╭─ Records to use
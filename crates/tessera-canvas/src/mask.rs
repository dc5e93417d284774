//! Shape mask geometry for the masked fade grid.
//!
//! The mask is the region right of a quadratic curve running from a
//! width-dependent apex on the top edge to the bottom-right corner, closed
//! along the right edge.

use kurbo::{BezPath, ParamCurve, Point, QuadBez};
use tessera_core::{DrawingContext, MASK_MAX_WIDTH, MASK_MIN_WIDTH};

/// Fewest curve samples used by [`ShapeMask::distance_to_boundary`].
const MIN_SAMPLE_POINTS: f64 = 50.0;
/// Most curve samples used by [`ShapeMask::distance_to_boundary`].
const MAX_SAMPLE_POINTS: f64 = 500.0;

/// Horizontal position of the curve's top endpoint for a canvas `width`.
///
/// 0 up to [`MASK_MIN_WIDTH`], a third of the width from [`MASK_MAX_WIDTH`] on,
/// linearly interpolated in between.
pub fn compute_start_x(width: f64) -> f64 {
    if width <= MASK_MIN_WIDTH {
        return 0.0;
    }
    if width >= MASK_MAX_WIDTH {
        return width / 3.0;
    }
    let ratio = (width - MASK_MIN_WIDTH) / (MASK_MAX_WIDTH - MASK_MIN_WIDTH);
    ratio * (width / 3.0)
}

/// Mask boundary for a canvas of fixed size.
#[derive(Debug, Clone, Copy, PartialEq)]
pub struct ShapeMask {
    width: f64,
    height: f64,
}

impl ShapeMask {
    pub fn new(width: f64, height: f64) -> Self {
        Self { width, height }
    }

    /// Top endpoint of the curve.
    pub fn start(&self) -> Point {
        Point::new(compute_start_x(self.width), 0.0)
    }

    pub fn control(&self) -> Point {
        Point::new(self.width * 0.5, self.height * 0.75)
    }

    /// Bottom endpoint of the curve, the far bottom-right corner.
    pub fn end(&self) -> Point {
        Point::new(self.width, self.height)
    }

    /// Replay the boundary as the context's current path.
    pub fn trace<C: DrawingContext>(&self, ctx: &mut C) {
        let (start, control, end) = (self.start(), self.control(), self.end());
        ctx.begin_path();
        ctx.move_to(start.x, start.y);
        ctx.quadratic_curve_to(control.x, control.y, end.x, end.y);
        ctx.line_to(self.width, 0.0);
        ctx.close_path();
    }

    /// The boundary curve from the top endpoint to the bottom-right corner.
    pub fn curve(&self) -> QuadBez {
        QuadBez::new(self.start(), self.control(), self.end())
    }

    /// The closed mask region as a standalone path.
    pub fn boundary(&self) -> BezPath {
        let mut path = BezPath::new();
        path.move_to(self.start());
        path.quad_to(self.control(), self.end());
        path.line_to((self.width, 0.0));
        path.close_path();
        path
    }

    /// Hit-test point for a tile at `(x_pos, y_pos)`: its left edge, half a tile down.
    pub fn tile_anchor(x_pos: f64, y_pos: f64, size: f64) -> Point {
        Point::new(x_pos, y_pos + size / 2.0)
    }

    /// Curve sample density, scaled with the surface and clamped to `[50, 500]`.
    pub fn sample_points(&self) -> f64 {
        (self.width.max(self.height) / 10.0).clamp(MIN_SAMPLE_POINTS, MAX_SAMPLE_POINTS)
    }

    /// Approximate distance from `point` to the curve, by sampling it.
    pub fn distance_to_boundary(&self, point: Point) -> f64 {
        let curve = self.curve();
        let samples = self.sample_points();

        (0..=samples.floor() as usize)
            .map(|i| curve.eval(i as f64 / samples))
            .map(|sample| point.distance(sample))
            .fold(f64::INFINITY, f64::min)
    }
}

#[cfg(test)]
mod tests {
    use super::*;
    use kurbo::Shape;

    #[test]
    fn test_start_x_anchors() {
        assert_eq!(compute_start_x(0.0), 0.0);
        assert_eq!(compute_start_x(320.0), 0.0);
        assert_eq!(compute_start_x(1440.0), 480.0);
        assert_eq!(compute_start_x(3000.0), 1000.0);
    }

    #[test]
    fn test_start_x_interpolates() {
        let expected = (320.0 / 1120.0) * (640.0 / 3.0);
        assert!((compute_start_x(640.0) - expected).abs() < 1e-9);
        assert!((compute_start_x(640.0) - 60.95).abs() < 0.01);
    }

    #[test]
    fn test_start_x_monotonic_and_continuous() {
        let mut last = compute_start_x(300.0);
        let mut width = 300.0;
        while width <= 1500.0 {
            let x = compute_start_x(width);
            assert!(x >= last);
            assert!(x - last < 2.0);
            last = x;
            width += 1.0;
        }
    }

    #[test]
    fn test_sample_points_clamped() {
        assert_eq!(ShapeMask::new(100.0, 100.0).sample_points(), 50.0);
        assert_eq!(ShapeMask::new(640.0, 480.0).sample_points(), 64.0);
        assert_eq!(ShapeMask::new(8000.0, 100.0).sample_points(), 500.0);
    }

    #[test]
    fn test_boundary_contains() {
        let boundary = ShapeMask::new(640.0, 480.0).boundary();
        // Top-right corner region is inside, bottom-left is outside.
        assert!(boundary.contains(Point::new(620.0, 20.0)));
        assert!(!boundary.contains(Point::new(20.0, 460.0)));
        assert!(!boundary.contains(Point::new(20.0, 20.0)));
    }

    #[test]
    fn test_curve_endpoints() {
        let mask = ShapeMask::new(640.0, 480.0);
        let curve = mask.curve();
        assert_eq!(curve.eval(0.0), mask.start());
        assert_eq!(curve.eval(1.0), mask.end());
        // Point between the two halves of the curve sits inside the region.
        assert!(mask.boundary().contains(Point::new(600.0, 300.0)));
    }

    #[test]
    fn test_distance_on_curve_is_zero() {
        let mask = ShapeMask::new(640.0, 480.0);
        assert!(mask.distance_to_boundary(mask.start()) < 1e-9);
        assert!(mask.distance_to_boundary(mask.end()) < 1e-9);
    }

    #[test]
    fn test_distance_grows_away_from_curve() {
        let mask = ShapeMask::new(640.0, 480.0);
        let near = mask.distance_to_boundary(Point::new(400.0, 150.0));
        let far = mask.distance_to_boundary(Point::new(630.0, 10.0));
        assert!(far > near);
    }

    #[test]
    fn test_trace_matches_boundary() {
        let mask = ShapeMask::new(640.0, 480.0);
        let boundary = mask.boundary();
        let mut surface = crate::TerminalSurface::with_pixel_size(640.0, 480.0);
        mask.trace(&mut surface);
        for (x, y) in [(620.0, 20.0), (20.0, 460.0), (300.0, 100.0), (500.0, 400.0)] {
            assert_eq!(
                surface.is_point_in_path(x, y),
                boundary.contains(Point::new(x, y))
            );
        }
    }
}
╰─
* **Your objective**: Find each line in the records above that contains "height", and copy it.

* **Output of the exercise**:
    height: f64,
    pub fn new(width: f64, height: f64) -> Self {
        Self { width, height }
        Point::new(self.width * 0.5, self.height * 0.75)
        Point::new(self.width, self.height)
        (self.width.max(self.height) / 10.0).clamp(MIN_SAMPLE_POINTS, MAX_SAMPLE_POINTS)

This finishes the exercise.